La seconda conseguenza è strettamente correlata alla prima. La medicalizzazione della salute e della vita in atto ha indotto, come ho accennato, un cambiamento della mentalità collettiva identificato da due parametri: la difficoltà crescente di accettare il dolore e la malattia come dimensioni dell'esistenza che non potranno mai essere del tutto estirpate, e il rifiuto crescente di considerare l'esistenza come una parabola che comporta inesorabilmente il decadimento e la morte. In conseguenza di questo la popolazione occidentale è divenuta, di fatto, più fragile, paurosa, neghittosa e attaccata visceralmente all'esistenza.

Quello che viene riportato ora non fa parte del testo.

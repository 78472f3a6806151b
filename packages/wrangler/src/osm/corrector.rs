//! Street-name corrector.
//!
//! Echoes every XML event from input to output. A `<tag k="addr:street">`
//! inside a `node` or `way` whose value is a key of the correction table is
//! re-emitted with only the bytes of its `v` value replaced; everything
//! else, quoting and whitespace included, is written back as read, so a
//! document without stale names comes out byte-identical.

use std::io::{BufRead, Write};
use std::ops::Range;
use std::path::Path;

use quick_xml::escape::escape;
use quick_xml::events::{BytesStart, Event};
use quick_xml::{Reader, Writer};

use super::{next_event, street_value, FeatureTracker};
use crate::corrections::CorrectionTable;
use crate::error::{Result, WranglerError};
use crate::files::{open_input, write_atomically};
use crate::types::{FeatureKind, FeatureRef};

/// One replaced street name.
#[derive(Debug, Clone, PartialEq, Eq)]
pub struct AppliedCorrection {
    pub feature: FeatureRef,
    pub from: String,
    pub to: String,
}

const UTF8_BOM: &[u8] = b"\xEF\xBB\xBF";

/// Summary of a correction pass.
#[derive(Debug, Clone, Default, PartialEq, Eq)]
pub struct CorrectionReport {
    /// Elements read (start and empty events).
    pub elements: u64,

    /// `node` and `way` elements read.
    pub features: u64,

    /// `addr:street` tags inspected.
    pub street_tags: u64,

    pub corrections: Vec<AppliedCorrection>,
}

/// Stream `input` to `output`, correcting stale street names.
///
/// # Arguments
/// * `input` - XML source
/// * `output` - Destination for the full corrected document
/// * `table` - Stale-to-corrected street names
///
/// # Returns
/// A report listing every applied correction
pub fn correct_streets<R: BufRead, W: Write>(
    mut input: R,
    mut output: W,
    table: &CorrectionTable,
) -> Result<CorrectionReport> {
    // The reader skips a leading BOM without reporting it
    if input.fill_buf()?.starts_with(UTF8_BOM) {
        output.write_all(UTF8_BOM)?;
    }

    let mut reader = Reader::from_reader(input);
    let mut writer = Writer::new(output);
    let mut tracker = FeatureTracker::default();
    let mut report = CorrectionReport::default();
    let mut buf = Vec::new();

    loop {
        let event = next_event(&mut reader, &mut buf)?;

        let patched = match &event {
            Event::Eof => break,
            Event::Start(e) => {
                report.elements += 1;
                if tracker.enter(e)?.is_some() {
                    report.features += 1;
                }
                patch_street(e, &tracker, table, &mut report)?
                    .map(|content| tag_bytes(&content, false))
            }
            Event::Empty(e) => {
                report.elements += 1;
                if FeatureKind::from_tag(e.name().as_ref()).is_some() {
                    report.features += 1;
                }
                patch_street(e, &tracker, table, &mut report)?
                    .map(|content| tag_bytes(&content, true))
            }
            Event::End(e) => {
                tracker.leave(e.name().as_ref());
                None
            }
            _ => None,
        };

        match patched {
            Some(raw) => writer.get_mut().write_all(&raw)?,
            None => writer.write_event(event)?,
        }
        buf.clear();
    }

    writer.into_inner().flush()?;

    tracing::debug!(
        elements = report.elements,
        features = report.features,
        street_tags = report.street_tags,
        corrections = report.corrections.len(),
        "correction pass finished"
    );
    Ok(report)
}

/// Raw content of `e` with its `v` value replaced, if `e` is a stale
/// street tag of an open feature.
fn patch_street(
    e: &BytesStart<'_>,
    tracker: &FeatureTracker,
    table: &CorrectionTable,
    report: &mut CorrectionReport,
) -> Result<Option<Vec<u8>>> {
    let Some(feature) = tracker.current() else {
        return Ok(None);
    };
    let Some(street) = street_value(e, feature)? else {
        return Ok(None);
    };
    report.street_tags += 1;

    let Some(fixed) = table.lookup(&street) else {
        return Ok(None);
    };

    let content: &[u8] = e;
    let range = value_range(content, e.name().as_ref().len(), b"v").ok_or_else(|| {
        WranglerError::malformed(format!("tag of {feature}"), "unreadable v attribute")
    })?;

    let mut patched = Vec::with_capacity(content.len() + fixed.len());
    patched.extend_from_slice(&content[..range.start]);
    patched.extend_from_slice(escape(fixed).as_bytes());
    patched.extend_from_slice(&content[range.end..]);

    tracing::info!(feature = %feature, "{street} ==> {fixed}");
    report.corrections.push(AppliedCorrection {
        feature: feature.clone(),
        from: street,
        to: fixed.to_string(),
    });

    Ok(Some(patched))
}

/// Byte range of the raw value of attribute `key` in start-tag content
/// (`name attr="value" ...`, without the angle brackets).
fn value_range(content: &[u8], name_len: usize, key: &[u8]) -> Option<Range<usize>> {
    let is_space = |i: usize| content.get(i).is_some_and(u8::is_ascii_whitespace);
    let mut i = name_len;

    loop {
        while is_space(i) {
            i += 1;
        }
        if i >= content.len() {
            return None;
        }

        let key_start = i;
        while content.get(i).is_some_and(|&b| b != b'=' && !b.is_ascii_whitespace()) {
            i += 1;
        }
        let key_end = i;

        while is_space(i) {
            i += 1;
        }
        if content.get(i) != Some(&b'=') {
            return None;
        }
        i += 1;
        while is_space(i) {
            i += 1;
        }

        let quote = *content.get(i)?;
        if quote != b'"' && quote != b'\'' {
            return None;
        }
        let start = i + 1;
        let end = start + content.get(start..)?.iter().position(|&b| b == quote)?;

        if content.get(key_start..key_end) == Some(key) {
            return Some(start..end);
        }
        i = end + 1;
    }
}

/// Serialize start-tag content as `<...>` or `<.../>`.
fn tag_bytes(content: &[u8], empty: bool) -> Vec<u8> {
    let mut raw = Vec::with_capacity(content.len() + 3);
    raw.push(b'<');
    raw.extend_from_slice(content);
    raw.extend_from_slice(if empty { b"/>" } else { b">" });
    raw
}

/// Correct a file, writing the full document to `output`.
///
/// `output` may equal `input`: the result is staged in a temp file and only
/// renamed over the target once the whole input has been read.
pub fn correct_streets_file(
    input: &Path,
    output: &Path,
    table: &CorrectionTable,
) -> Result<CorrectionReport> {
    let source = open_input(input)?;

    let report = write_atomically(output, |out| correct_streets(source, out, table))?;

    tracing::info!(
        input = %input.display(),
        output = %output.display(),
        corrections = report.corrections.len(),
        "street names corrected"
    );
    Ok(report)
}

#[cfg(test)]
mod tests {
    use super::*;
    use pretty_assertions::assert_eq;

    fn correct(xml: &str) -> (String, CorrectionReport) {
        let mut out = Vec::new();
        let report = correct_streets(xml.as_bytes(), &mut out, &CorrectionTable::default()).unwrap();
        (String::from_utf8(out).unwrap(), report)
    }

    const SAMPLE: &str = r#"<?xml version="1.0" encoding="UTF-8"?>
<osm version="0.6" generator="osmconvert">
  <node id="1" lat="52.2" lon="21.0">
    <tag k="addr:street" v="Zadumana 1A"/>
    <tag k="addr:housenumber" v="1A" />
  </node>
  <way id="2">
    <nd ref="1"/>
    <tag k="addr:street" v="Zadumana 5"/>
  </way>
</osm>
"#;

    #[test]
    fn test_corrects_stale_name_only() {
        let (out, report) = correct(SAMPLE);

        assert_eq!(out, SAMPLE.replace(r#"v="Zadumana 1A""#, r#"v="Zadumana""#));
        assert_eq!(report.street_tags, 2);
        assert_eq!(report.features, 2);
        assert_eq!(
            report.corrections,
            vec![AppliedCorrection {
                feature: FeatureRef {
                    kind: FeatureKind::Node,
                    id: Some("1".to_string()),
                },
                from: "Zadumana 1A".to_string(),
                to: "Zadumana".to_string(),
            }]
        );
    }

    #[test]
    fn test_no_match_is_byte_identical() {
        let xml = r#"<?xml version="1.0"?>
<!-- extract -->
<osm>
  <node id="9"><tag k="name" v="Caf&#233; &amp; Bar"/></node>
  <way id="3"><tag k="addr:street" v="Wiejska"/></way>
  <note><![CDATA[raw <text>]]></note>
</osm>"#;
        let (out, report) = correct(xml);

        assert_eq!(out, xml);
        assert!(report.corrections.is_empty());
    }

    #[test]
    fn test_street_tags_outside_features_are_ignored() {
        let xml = r#"<osm><relation id="4"><tag k="addr:street" v="Wiejska 1"/></relation></osm>"#;
        let (out, report) = correct(xml);

        assert_eq!(out, xml);
        assert_eq!(report.street_tags, 0);
    }

    #[test]
    fn test_escaped_values_match_and_are_escaped_on_output() {
        let xml = r#"<osm><way id="5"><tag k="addr:street" v="Ireny Kosmowskiej - Grodzieńska 21/29"/><tag k="note" v='say "hi"'/></way></osm>"#;
        let (out, _) = correct(xml);

        assert!(out.contains(r#"v="Ireny Kosmowskiej - Grodzieńska""#));
        assert!(out.contains(r#"v='say "hi"'"#));
    }

    #[test]
    fn test_bom_is_kept() {
        let xml: &[u8] = b"\xEF\xBB\xBF<?xml version=\"1.0\"?>\n<osm><node id=\"1\"/></osm>";
        let mut out = Vec::new();
        correct_streets(xml, &mut out, &CorrectionTable::default()).unwrap();

        assert_eq!(out, xml);
    }

    #[test]
    fn test_bom_is_kept_when_correcting() {
        let xml = "\u{FEFF}<osm><way id=\"1\"><tag k=\"addr:street\" v=\"Wiejska 1\"/></way></osm>";
        let (out, report) = correct(xml);

        assert_eq!(out, xml.replace("Wiejska 1", "Wiejska"));
        assert_eq!(report.corrections.len(), 1);
    }

    #[test]
    fn test_only_value_bytes_change() {
        let xml = "<osm>\n<node id='7'>\n  <tag k='addr:street' v='Zadumana 1A' />\n  <tag  v = \"Wiejska 1\"\tk=\"addr:street\"></tag>\n</node>\n</osm>";
        let (out, report) = correct(xml);

        assert_eq!(
            out,
            "<osm>\n<node id='7'>\n  <tag k='addr:street' v='Zadumana' />\n  <tag  v = \"Wiejska\"\tk=\"addr:street\"></tag>\n</node>\n</osm>"
        );
        assert_eq!(report.corrections.len(), 2);
    }

    #[test]
    fn test_value_range() {
        let content = b"tag k='addr:street' v=\"Zadumana 1A\" ";
        let range = value_range(content, 3, b"v").unwrap();
        assert_eq!(&content[range], b"Zadumana 1A");

        assert_eq!(value_range(b"tag kv='x'", 3, b"v"), None);
        assert_eq!(value_range(b"tag k='x'", 3, b"v"), None);
    }

    #[test]
    fn test_idempotent() {
        let (once, _) = correct(SAMPLE);
        let (twice, report) = correct(&once);

        assert_eq!(twice, once);
        assert!(report.corrections.is_empty());
    }

    #[test]
    fn test_invalid_utf8_in_street_value() {
        let xml: &[u8] = b"<osm><way id=\"6\"><tag k=\"addr:street\" v=\"Soko\xb3owska\"/></way></osm>";
        let mut out = Vec::new();
        let err = correct_streets(xml, &mut out, &CorrectionTable::default()).unwrap_err();

        assert!(matches!(err, WranglerError::Encoding { .. }));
        assert!(err.to_string().contains("way 6"));
    }
}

Occorre riabilitare il coraggio di vivere e di accettare che l'esperienza umana è a rischio, potenziare il riferimento alla qualità della vita piuttosto che alla semplice sopravvivenza, riattivare forme sociali di solidarietà che, in rapporto alla sofferenza, possono essere infinitamente più utili dei ricoveri e delle cure, avviare un'educazione sanitaria su larga scala che restituisca alle persone un minimo d'autonomia nella cura della salute e nella valutazione delle proposte e delle prescrizioni mediche. Occorre avere il coraggio di dichiarare la verità sulla faccia oscura della medicina. Non già per togliere alle persone un sostegno di cui hanno bisogno, bensì per permettere loro di utilizzarlo con maggiore potere critico.